(Collected data entries)
= = =
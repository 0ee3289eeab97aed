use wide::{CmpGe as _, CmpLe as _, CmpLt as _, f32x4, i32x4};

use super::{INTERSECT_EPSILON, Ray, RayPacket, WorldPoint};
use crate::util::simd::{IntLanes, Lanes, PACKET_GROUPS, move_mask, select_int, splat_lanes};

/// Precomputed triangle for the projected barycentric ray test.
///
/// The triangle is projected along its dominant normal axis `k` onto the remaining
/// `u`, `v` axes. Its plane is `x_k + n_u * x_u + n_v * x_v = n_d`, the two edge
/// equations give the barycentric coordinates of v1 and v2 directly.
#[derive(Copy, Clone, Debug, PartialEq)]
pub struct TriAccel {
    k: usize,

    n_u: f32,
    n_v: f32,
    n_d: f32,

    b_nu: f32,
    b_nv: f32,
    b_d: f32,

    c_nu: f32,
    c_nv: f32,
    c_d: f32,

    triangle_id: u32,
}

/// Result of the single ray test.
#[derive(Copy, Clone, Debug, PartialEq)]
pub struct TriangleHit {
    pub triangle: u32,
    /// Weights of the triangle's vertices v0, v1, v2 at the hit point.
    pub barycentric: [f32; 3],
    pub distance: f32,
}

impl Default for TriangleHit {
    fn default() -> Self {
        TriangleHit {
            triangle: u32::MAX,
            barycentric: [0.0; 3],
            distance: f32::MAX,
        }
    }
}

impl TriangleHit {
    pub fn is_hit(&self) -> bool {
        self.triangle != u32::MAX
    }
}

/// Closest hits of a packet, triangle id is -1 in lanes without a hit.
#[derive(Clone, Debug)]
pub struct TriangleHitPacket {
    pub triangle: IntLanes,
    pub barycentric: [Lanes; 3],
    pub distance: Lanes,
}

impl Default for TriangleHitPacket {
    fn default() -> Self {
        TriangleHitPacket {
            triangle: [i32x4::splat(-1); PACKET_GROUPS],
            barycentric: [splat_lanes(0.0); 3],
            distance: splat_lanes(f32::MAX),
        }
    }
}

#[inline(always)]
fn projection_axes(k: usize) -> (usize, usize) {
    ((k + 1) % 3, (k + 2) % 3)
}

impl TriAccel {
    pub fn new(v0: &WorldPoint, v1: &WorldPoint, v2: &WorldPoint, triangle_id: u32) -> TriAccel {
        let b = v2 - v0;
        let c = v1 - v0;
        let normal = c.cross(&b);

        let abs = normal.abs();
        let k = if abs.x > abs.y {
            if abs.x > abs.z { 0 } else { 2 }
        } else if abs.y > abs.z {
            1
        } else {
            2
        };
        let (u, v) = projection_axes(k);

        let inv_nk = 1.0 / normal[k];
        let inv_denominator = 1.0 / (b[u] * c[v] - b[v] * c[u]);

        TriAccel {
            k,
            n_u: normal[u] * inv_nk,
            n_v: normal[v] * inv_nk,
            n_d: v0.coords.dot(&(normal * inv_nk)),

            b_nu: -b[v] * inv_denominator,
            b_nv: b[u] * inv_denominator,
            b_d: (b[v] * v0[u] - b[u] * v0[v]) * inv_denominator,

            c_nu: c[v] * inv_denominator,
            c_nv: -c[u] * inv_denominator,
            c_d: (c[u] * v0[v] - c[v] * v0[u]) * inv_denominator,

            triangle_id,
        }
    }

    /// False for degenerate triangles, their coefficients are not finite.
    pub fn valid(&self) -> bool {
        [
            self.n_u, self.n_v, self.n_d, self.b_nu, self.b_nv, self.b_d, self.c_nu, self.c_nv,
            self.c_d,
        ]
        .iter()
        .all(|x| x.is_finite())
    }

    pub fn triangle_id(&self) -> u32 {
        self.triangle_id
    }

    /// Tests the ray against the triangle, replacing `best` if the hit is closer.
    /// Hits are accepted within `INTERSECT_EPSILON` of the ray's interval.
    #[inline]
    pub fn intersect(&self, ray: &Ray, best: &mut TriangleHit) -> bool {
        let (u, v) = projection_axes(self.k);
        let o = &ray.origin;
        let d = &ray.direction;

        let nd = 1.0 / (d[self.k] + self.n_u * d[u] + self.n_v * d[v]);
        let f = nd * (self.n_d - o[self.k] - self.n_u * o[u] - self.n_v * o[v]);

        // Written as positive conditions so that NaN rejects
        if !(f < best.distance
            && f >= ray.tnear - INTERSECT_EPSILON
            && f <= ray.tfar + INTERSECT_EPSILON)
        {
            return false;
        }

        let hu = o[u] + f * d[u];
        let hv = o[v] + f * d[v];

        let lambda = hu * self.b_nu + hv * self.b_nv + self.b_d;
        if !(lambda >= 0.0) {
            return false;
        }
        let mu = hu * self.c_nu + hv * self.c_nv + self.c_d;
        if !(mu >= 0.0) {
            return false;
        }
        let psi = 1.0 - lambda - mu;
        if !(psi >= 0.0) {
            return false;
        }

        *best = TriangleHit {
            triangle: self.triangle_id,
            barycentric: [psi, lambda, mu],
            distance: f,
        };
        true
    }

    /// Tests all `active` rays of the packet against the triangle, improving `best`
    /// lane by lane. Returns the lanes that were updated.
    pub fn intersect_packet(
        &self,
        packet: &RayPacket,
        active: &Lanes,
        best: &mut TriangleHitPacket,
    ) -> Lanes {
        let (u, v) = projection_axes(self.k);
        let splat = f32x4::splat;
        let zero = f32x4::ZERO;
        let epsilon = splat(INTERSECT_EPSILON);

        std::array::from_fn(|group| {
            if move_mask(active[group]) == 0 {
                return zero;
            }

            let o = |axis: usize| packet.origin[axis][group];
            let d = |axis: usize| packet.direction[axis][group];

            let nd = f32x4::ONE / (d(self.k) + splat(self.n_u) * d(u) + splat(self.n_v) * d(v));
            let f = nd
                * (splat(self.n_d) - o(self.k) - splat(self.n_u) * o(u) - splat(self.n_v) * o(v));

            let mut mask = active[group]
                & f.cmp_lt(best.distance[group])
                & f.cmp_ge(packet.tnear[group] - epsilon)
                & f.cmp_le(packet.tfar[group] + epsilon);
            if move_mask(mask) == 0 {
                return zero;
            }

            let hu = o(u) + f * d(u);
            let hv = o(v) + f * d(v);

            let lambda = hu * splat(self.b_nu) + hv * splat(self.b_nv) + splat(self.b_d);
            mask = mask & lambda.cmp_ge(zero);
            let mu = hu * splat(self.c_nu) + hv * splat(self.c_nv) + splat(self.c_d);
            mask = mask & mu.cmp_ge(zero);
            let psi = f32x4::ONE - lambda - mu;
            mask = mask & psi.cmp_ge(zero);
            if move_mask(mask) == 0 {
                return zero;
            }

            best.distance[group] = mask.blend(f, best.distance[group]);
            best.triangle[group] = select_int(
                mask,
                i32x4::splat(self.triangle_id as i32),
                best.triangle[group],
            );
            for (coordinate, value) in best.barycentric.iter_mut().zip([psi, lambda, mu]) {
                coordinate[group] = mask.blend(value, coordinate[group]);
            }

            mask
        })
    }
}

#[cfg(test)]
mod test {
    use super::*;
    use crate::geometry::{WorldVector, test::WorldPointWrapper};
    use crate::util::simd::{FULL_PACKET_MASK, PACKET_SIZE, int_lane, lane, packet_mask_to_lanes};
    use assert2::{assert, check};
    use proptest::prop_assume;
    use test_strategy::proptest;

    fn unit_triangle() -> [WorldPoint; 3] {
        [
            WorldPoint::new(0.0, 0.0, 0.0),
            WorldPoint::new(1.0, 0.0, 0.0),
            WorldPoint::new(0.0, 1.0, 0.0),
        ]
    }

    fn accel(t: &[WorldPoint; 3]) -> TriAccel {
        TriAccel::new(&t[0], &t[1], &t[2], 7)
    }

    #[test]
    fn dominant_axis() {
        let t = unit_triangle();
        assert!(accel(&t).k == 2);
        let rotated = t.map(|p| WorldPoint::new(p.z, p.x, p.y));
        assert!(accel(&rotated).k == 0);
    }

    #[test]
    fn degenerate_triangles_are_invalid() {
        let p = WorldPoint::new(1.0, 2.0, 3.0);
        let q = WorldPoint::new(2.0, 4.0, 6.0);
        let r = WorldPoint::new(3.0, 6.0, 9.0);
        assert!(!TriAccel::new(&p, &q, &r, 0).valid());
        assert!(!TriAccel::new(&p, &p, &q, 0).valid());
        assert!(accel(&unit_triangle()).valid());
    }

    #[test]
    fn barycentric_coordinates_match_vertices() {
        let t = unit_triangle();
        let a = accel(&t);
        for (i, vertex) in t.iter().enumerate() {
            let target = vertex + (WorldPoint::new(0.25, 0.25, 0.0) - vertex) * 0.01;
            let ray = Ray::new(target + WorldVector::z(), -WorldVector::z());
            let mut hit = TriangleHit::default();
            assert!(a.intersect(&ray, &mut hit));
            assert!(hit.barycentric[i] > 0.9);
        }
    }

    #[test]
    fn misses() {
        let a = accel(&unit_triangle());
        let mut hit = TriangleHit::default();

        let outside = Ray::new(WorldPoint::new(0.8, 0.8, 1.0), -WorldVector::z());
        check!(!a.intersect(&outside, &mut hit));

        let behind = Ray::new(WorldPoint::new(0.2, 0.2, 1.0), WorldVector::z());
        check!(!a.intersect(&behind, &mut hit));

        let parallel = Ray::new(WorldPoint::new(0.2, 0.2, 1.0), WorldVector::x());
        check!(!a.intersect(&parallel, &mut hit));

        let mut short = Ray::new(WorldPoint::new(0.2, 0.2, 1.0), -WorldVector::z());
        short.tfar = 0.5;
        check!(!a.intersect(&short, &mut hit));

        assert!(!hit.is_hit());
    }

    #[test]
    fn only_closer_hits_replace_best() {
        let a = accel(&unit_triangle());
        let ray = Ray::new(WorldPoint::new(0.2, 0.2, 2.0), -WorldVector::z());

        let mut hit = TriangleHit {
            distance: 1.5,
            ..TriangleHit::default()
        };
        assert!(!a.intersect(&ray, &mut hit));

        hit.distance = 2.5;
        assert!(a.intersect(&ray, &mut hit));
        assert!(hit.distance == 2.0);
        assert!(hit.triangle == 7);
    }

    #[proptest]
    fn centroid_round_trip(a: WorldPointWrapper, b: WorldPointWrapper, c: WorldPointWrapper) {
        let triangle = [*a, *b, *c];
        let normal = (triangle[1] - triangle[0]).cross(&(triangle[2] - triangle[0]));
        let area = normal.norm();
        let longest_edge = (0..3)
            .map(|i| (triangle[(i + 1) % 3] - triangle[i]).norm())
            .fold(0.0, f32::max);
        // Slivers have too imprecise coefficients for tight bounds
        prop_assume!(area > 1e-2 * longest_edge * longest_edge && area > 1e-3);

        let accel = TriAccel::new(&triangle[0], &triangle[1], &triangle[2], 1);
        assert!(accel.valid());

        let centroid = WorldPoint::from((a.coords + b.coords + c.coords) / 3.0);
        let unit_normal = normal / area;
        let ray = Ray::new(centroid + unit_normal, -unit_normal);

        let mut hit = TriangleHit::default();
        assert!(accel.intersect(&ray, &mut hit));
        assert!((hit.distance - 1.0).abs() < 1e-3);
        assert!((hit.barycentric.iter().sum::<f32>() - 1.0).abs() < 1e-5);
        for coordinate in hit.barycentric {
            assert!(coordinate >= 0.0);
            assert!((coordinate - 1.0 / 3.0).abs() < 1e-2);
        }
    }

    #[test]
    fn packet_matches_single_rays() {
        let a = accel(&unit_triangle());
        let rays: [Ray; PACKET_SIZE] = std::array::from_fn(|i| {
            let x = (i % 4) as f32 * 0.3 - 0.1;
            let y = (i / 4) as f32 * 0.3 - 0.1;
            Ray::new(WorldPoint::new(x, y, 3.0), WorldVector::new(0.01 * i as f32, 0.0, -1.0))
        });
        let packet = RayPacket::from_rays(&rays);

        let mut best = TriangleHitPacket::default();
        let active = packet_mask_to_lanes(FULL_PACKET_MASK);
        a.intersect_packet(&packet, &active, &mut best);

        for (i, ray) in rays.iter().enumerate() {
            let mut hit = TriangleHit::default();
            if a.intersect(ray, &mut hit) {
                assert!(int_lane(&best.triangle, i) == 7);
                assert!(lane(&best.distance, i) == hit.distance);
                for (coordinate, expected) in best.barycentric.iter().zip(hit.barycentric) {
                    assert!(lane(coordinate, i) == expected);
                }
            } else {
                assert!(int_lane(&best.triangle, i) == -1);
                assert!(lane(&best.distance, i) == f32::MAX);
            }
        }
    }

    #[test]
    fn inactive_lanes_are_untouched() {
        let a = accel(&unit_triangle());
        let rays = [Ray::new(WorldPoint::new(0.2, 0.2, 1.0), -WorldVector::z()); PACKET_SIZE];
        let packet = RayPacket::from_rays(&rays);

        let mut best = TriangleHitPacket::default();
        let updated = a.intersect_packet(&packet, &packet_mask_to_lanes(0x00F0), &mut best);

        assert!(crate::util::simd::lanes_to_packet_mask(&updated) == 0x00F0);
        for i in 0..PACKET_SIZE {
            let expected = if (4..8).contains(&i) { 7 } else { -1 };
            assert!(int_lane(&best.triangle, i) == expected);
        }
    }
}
= = =
#### [Problem to solve]
Using the records above, work out the number of lines that contain "check" and write only that number.

#### [Result of the exercise]
5